Entitlement is special rights and priveledges which are not earned but granted to you by social standing and civic custom. Ownership and control of what you've worked for and what you yourself have built is not entitlement but its opposite.

But if you must have it be entitlement, then the DM is entitled - by some of the oldest social customs in all of Role Playing - to be master over his game and to rule over it unquestionably as he sees fit. He is by social custom, convention, and often the explicit statement of the rules, and absolute dictator that need not bow to anyone else's opinion unless he desires to do so. I believe that this common entitlement is only a recognition of the fundamental truth that the DM creates the game for his own reasons, and the players choose - or do not choose - to participate in it. The DM in my mind unquestionably has the right to control his game, and the only questions therefore is in what fashion a wise DM conducts himself if he wishes to entertain himself and to have players and to entertain them.

It was for this reason I found it ironic that a player would charge the DM with, "enjoying the game on the cost of the players" as if the players labored to please the DM rather than the DM laboring to please the players. I typically put in 10-20 hours a week in to a game, and I've rarely met the player that makes an effort at all until they show up. If DM's were paid for their time, there would hardly be a game ever, because players simply couldn't afford the rates.
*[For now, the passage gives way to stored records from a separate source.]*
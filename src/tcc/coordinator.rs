use super::stage::{PayloadCodec, Stage, StageName, StageState};
use super::transport::Transport;
use super::try_info::TryInfo;
use crate::config::TxConfig;
use crate::core::{Result, StageId};
use crate::transaction::{CompletionOutcome, HookResult, LifecycleHook, TransactionContext};
use async_trait::async_trait;
use lru::LruCache;
use serde::Serialize;
use std::num::NonZeroUsize;
use std::sync::atomic::{AtomicU64, Ordering};
use std::sync::{Arc, Mutex};
use tracing::{debug, error};

/// `{prefix}.{target}`
pub fn routing_key(prefix: &str, target: &str) -> String {
    format!("{}.{}", prefix, target)
}

/// Bounded record of the most recent stage states, for inspection.
pub struct StageLedger {
    states: Mutex<LruCache<StageId, StageState>>,
}

impl StageLedger {
    pub fn new(capacity: NonZeroUsize) -> Self {
        Self {
            states: Mutex::new(LruCache::new(capacity)),
        }
    }

    pub fn record(&self, stage_id: StageId, state: StageState) {
        self.states
            .lock()
            .unwrap_or_else(|poisoned| poisoned.into_inner())
            .put(stage_id, state);
    }

    pub fn get(&self, stage_id: &StageId) -> Option<StageState> {
        self.states
            .lock()
            .unwrap_or_else(|poisoned| poisoned.into_inner())
            .peek(stage_id)
            .copied()
    }

    pub fn len(&self) -> usize {
        self.states
            .lock()
            .unwrap_or_else(|poisoned| poisoned.into_inner())
            .len()
    }

    pub fn is_empty(&self) -> bool {
        self.len() == 0
    }
}

#[derive(Debug, Clone, Copy, Default, PartialEq, Eq, Serialize)]
pub struct CoordinatorStats {
    pub captured: u64,
    pub confirms_dispatched: u64,
    pub cancels_dispatched: u64,
    pub dispatch_failures: u64,
}

#[derive(Default)]
struct CoordinatorStatsInner {
    captured: AtomicU64,
    confirms_dispatched: AtomicU64,
    cancels_dispatched: AtomicU64,
    dispatch_failures: AtomicU64,
}

struct CoordinatorInner {
    transport: Arc<dyn Transport>,
    routing_prefix: String,
    codec: PayloadCodec,
    ledger: Arc<StageLedger>,
    stats: CoordinatorStatsInner,
}

impl CoordinatorInner {
    async fn dispatch(&self, try_info: TryInfo, outcome: CompletionOutcome) {
        let stage = Stage::new(StageName::from_outcome(outcome), try_info);
        let stage_id = stage.stage_id;
        let key = routing_key(&self.routing_prefix, &stage.try_info.target);

        let published = match stage.encode(self.codec) {
            Ok(payload) => self.transport.publish(&key, payload).await,
            Err(err) => Err(err),
        };

        match published {
            Ok(()) => {
                let counter = match stage.stage_name {
                    StageName::Confirm => &self.stats.confirms_dispatched,
                    StageName::Cancel => &self.stats.cancels_dispatched,
                };
                counter.fetch_add(1, Ordering::Relaxed);
                self.ledger.record(stage_id, StageState::Dispatched);
                debug!(
                    stage_id = %stage_id,
                    stage = %stage.stage_name,
                    routing_key = %key,
                    "stage dispatched"
                );
            }
            Err(err) => {
                // The transaction outcome is final; this stage is lost.
                self.stats.dispatch_failures.fetch_add(1, Ordering::Relaxed);
                self.ledger.record(stage_id, StageState::Failed);
                error!(
                    stage_id = %stage_id,
                    stage = %stage.stage_name,
                    routing_key = %key,
                    error = %err,
                    "stage dispatch failed"
                );
            }
        }
    }
}

/// Turns captured Try phases into Confirm or Cancel messages once the
/// owning transaction completes.
///
/// # Examples
///
/// ```
/// use std::sync::Arc;
/// use txweave::tcc::{InMemoryTransport, TccCoordinator, TryInfo};
/// use txweave::{Outcome, TransactionContext, TransactionInterceptor, TxError};
///
/// # tokio_test::block_on(async {
/// let transport = Arc::new(InMemoryTransport::new());
/// let coordinator = TccCoordinator::new(transport.clone());
/// let ctx = TransactionContext::new();
///
/// let _: () = TransactionInterceptor::default()
///     .execute(&ctx, None, |ctx| async move {
///         coordinator.register_try(&ctx, TryInfo::new("inventory", "reserve"))?;
///         Ok::<_, TxError>(Outcome::Value(()))
///     })
///     .await
///     .unwrap();
///
/// assert_eq!(transport.stats().published, 1);
/// # });
/// ```
#[derive(Clone)]
pub struct TccCoordinator {
    inner: Arc<CoordinatorInner>,
}

impl TccCoordinator {
    pub fn new(transport: Arc<dyn Transport>) -> Self {
        Self::with_config(transport, &TxConfig::default())
    }

    pub fn with_config(transport: Arc<dyn Transport>, config: &TxConfig) -> Self {
        let capacity =
            NonZeroUsize::new(config.tcc_ledger_capacity).unwrap_or(NonZeroUsize::MIN);
        Self {
            inner: Arc::new(CoordinatorInner {
                transport,
                routing_prefix: config.tcc_routing_prefix.clone(),
                codec: config.tcc_payload_codec,
                ledger: Arc::new(StageLedger::new(capacity)),
                stats: CoordinatorStatsInner::default(),
            }),
        }
    }

    /// Capture a Try phase on the current transaction.
    ///
    /// Exactly one stage is dispatched for it after the transaction ends:
    /// Confirm if it committed, Cancel if it rolled back. Registering the
    /// same `TryInfo` twice in one transaction still dispatches once.
    ///
    /// # Errors
    /// `NoTransaction` outside an active transaction
    pub fn register_try(&self, ctx: &TransactionContext, try_info: TryInfo) -> Result<StageId> {
        let stage_id = try_info.stage_id;
        let target = try_info.target.clone();

        ctx.register_keyed_hook(
            format!("tcc:{}", stage_id),
            DispatchHook {
                coordinator: self.inner.clone(),
                try_info: Mutex::new(Some(try_info)),
            },
        )?;

        self.inner.stats.captured.fetch_add(1, Ordering::Relaxed);
        self.inner.ledger.record(stage_id, StageState::Captured);
        debug!(stage_id = %stage_id, target = %target, tx_id = ?ctx.current_id(), "try captured");
        Ok(stage_id)
    }

    pub fn routing_key(&self, target: &str) -> String {
        routing_key(&self.inner.routing_prefix, target)
    }

    pub fn codec(&self) -> PayloadCodec {
        self.inner.codec
    }

    /// Shared so an in-process consumer can report execution
    pub fn ledger(&self) -> Arc<StageLedger> {
        self.inner.ledger.clone()
    }

    pub fn stage_state(&self, stage_id: &StageId) -> Option<StageState> {
        self.inner.ledger.get(stage_id)
    }

    pub fn stats(&self) -> CoordinatorStats {
        let s = &self.inner.stats;
        CoordinatorStats {
            captured: s.captured.load(Ordering::Relaxed),
            confirms_dispatched: s.confirms_dispatched.load(Ordering::Relaxed),
            cancels_dispatched: s.cancels_dispatched.load(Ordering::Relaxed),
            dispatch_failures: s.dispatch_failures.load(Ordering::Relaxed),
        }
    }
}

struct DispatchHook {
    coordinator: Arc<CoordinatorInner>,
    try_info: Mutex<Option<TryInfo>>,
}

#[async_trait]
impl LifecycleHook for DispatchHook {
    async fn after_completion(&self, outcome: CompletionOutcome) -> HookResult {
        let taken = self
            .try_info
            .lock()
            .unwrap_or_else(|poisoned| poisoned.into_inner())
            .take();
        if let Some(try_info) = taken {
            self.coordinator.dispatch(try_info, outcome).await;
        }
        Ok(())
    }
}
The DM gives his work away; the player therefore has even less right to lay claim to it.
 

Sure are a bunch of Capitalist DMs here. DM as employer, players as employees? No thanks, I get enough of that at work. I guess I'm more of a socialist. DM and players work together to decide what kind of game we want to play, since this IS a social game first and foremost.

Wow.

But when exactly did money change hands at your table? And when exactly was a free market ever defined primarily as a relationship between employers and employees? And when was socialism ever defined primarily as democracy?

And can we avoid talking about this increasingly far removed political metaphors? The fundamental question at stake here is the relationship between the DM and the players, and we can resolve that without answering the political questions of the ages.
 


I think connecting Randian Objectivism to this situation is a little bit of a stretch.

The fact is, when a group agrees to a DM's game, they are assenting to the DM having control over the game and how it is run. That being said... I think it is appropriate for the group to bring up these issues before the game starts. It benefits neither the DM nor the players to jump into a game that is going to leave one side miserable.

There are a number of DM's in my area that run gritty games where campaigns end in the first TPK as such. I don't play in those games. And on the occasion where one of our DM's changed his playstyle into something we didn't like, we sat out his games. Unfortunately, with a dearth of players in our area, that meant he had no game.

Players need DM's. DM's need players. And they need to expect the same thing from the game. IMHO, the OP is describing a situation gone right; the players and DM's agreed that they don't want the same game. Better to get it out at the start than at the bitter end of a campaign.
 

I pretty much agree with the various responses to HLTW's claims about DM entitlement & authoritarianism, so I won't dogpile.